• [GIVEN RECORDS]
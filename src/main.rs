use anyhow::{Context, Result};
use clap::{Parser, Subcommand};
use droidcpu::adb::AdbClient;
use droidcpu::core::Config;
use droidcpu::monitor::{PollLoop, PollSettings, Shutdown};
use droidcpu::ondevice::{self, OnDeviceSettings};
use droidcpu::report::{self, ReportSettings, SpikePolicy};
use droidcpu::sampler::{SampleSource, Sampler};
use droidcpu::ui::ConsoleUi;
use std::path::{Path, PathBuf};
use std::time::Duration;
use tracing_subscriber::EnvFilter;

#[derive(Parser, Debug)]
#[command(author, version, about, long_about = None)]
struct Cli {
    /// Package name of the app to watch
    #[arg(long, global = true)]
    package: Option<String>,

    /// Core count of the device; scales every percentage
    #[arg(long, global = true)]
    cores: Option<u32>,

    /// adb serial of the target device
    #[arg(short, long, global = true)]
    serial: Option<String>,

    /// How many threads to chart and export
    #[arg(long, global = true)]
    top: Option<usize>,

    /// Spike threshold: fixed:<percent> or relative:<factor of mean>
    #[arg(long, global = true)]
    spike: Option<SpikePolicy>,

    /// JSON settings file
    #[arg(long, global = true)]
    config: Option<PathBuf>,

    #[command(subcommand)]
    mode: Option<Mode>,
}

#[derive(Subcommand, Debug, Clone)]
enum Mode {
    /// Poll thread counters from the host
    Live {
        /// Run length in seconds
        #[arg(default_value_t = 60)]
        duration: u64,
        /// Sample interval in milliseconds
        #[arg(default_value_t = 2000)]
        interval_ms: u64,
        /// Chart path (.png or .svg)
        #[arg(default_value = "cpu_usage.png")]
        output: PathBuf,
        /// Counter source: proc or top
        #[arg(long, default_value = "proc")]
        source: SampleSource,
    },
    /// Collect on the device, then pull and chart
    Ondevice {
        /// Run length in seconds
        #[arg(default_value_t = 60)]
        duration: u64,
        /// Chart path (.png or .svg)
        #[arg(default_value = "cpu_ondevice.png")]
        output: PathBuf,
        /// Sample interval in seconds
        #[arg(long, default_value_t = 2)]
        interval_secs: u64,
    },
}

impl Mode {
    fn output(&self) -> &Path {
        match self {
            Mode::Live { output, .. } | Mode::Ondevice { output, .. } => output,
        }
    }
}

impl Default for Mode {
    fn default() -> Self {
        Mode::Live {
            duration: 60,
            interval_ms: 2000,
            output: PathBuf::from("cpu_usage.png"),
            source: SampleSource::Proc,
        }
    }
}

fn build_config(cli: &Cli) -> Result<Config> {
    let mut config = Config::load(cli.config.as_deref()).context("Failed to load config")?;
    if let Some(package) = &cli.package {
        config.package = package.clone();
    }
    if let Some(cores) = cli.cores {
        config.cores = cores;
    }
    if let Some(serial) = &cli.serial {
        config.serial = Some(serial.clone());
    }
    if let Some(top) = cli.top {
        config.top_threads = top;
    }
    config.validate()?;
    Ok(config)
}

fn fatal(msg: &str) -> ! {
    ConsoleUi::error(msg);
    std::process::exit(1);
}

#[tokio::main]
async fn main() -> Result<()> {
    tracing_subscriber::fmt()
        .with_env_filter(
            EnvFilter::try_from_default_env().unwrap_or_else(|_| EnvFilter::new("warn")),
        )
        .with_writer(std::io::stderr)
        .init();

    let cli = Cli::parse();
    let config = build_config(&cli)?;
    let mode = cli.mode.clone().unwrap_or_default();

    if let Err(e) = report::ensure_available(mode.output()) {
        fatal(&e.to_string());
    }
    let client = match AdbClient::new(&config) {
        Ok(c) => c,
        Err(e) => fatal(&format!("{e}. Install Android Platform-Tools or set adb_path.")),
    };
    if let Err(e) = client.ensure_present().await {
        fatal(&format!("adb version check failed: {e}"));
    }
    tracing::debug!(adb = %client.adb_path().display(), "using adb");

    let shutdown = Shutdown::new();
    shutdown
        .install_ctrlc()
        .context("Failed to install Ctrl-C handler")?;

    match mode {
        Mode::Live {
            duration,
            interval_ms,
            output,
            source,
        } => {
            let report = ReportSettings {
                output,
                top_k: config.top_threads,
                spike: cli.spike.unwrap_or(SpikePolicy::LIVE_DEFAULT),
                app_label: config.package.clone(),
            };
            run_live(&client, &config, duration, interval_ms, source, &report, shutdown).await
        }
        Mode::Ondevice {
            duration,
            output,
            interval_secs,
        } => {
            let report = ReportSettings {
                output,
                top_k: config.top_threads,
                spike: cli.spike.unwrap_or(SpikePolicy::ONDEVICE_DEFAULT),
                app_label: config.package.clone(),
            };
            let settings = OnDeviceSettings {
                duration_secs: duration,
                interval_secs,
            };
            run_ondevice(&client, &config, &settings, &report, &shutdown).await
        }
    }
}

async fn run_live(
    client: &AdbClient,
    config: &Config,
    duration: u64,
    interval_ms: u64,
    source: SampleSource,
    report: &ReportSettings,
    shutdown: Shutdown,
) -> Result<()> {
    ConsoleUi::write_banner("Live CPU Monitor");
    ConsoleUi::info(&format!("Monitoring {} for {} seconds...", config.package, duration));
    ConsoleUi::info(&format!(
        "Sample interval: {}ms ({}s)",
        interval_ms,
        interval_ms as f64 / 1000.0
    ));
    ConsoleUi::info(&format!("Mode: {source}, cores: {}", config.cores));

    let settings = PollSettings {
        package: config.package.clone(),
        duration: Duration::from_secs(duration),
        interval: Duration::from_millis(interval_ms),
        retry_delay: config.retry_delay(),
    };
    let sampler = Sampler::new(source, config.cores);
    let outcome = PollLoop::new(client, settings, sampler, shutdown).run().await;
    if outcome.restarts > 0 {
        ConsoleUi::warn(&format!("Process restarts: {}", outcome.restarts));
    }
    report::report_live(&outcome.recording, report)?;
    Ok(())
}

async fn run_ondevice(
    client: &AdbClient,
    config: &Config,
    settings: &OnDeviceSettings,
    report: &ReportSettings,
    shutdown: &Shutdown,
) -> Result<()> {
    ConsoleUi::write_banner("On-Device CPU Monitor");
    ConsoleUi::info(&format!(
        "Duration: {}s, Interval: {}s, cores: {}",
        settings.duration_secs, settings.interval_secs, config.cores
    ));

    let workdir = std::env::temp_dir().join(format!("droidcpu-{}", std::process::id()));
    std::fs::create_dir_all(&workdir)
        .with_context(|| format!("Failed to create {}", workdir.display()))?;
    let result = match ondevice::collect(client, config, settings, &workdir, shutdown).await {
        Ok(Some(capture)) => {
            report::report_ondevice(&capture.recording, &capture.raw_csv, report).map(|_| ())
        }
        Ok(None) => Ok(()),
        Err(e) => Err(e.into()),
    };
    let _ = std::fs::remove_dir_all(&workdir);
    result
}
* * *
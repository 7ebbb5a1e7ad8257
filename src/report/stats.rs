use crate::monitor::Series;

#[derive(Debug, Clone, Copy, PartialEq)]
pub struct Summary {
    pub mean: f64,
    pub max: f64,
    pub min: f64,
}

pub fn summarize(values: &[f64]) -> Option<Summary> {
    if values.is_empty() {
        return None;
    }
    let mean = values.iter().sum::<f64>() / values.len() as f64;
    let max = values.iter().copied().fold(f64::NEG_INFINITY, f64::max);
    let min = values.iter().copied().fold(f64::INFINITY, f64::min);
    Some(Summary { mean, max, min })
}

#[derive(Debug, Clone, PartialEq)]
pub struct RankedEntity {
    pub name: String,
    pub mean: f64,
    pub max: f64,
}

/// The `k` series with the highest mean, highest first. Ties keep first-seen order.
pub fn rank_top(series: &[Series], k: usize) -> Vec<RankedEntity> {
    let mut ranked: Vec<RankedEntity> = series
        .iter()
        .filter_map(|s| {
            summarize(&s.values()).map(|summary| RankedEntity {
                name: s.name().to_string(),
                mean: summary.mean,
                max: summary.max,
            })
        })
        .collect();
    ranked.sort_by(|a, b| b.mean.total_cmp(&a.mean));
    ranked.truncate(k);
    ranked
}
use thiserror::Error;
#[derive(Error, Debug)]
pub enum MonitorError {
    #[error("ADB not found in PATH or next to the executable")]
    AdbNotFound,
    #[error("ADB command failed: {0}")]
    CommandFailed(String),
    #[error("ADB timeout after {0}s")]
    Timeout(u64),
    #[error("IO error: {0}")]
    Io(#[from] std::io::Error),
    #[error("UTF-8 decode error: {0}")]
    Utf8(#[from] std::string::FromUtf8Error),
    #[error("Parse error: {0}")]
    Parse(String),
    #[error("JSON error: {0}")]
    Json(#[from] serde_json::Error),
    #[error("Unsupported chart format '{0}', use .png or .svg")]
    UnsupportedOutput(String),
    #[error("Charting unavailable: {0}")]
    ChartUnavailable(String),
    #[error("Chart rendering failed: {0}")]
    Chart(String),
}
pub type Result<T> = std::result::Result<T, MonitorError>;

• [WORK REQUEST] Tally each line above that includes "filename". Reply with the total only.

• [RESPONSE TO THE TASK] 2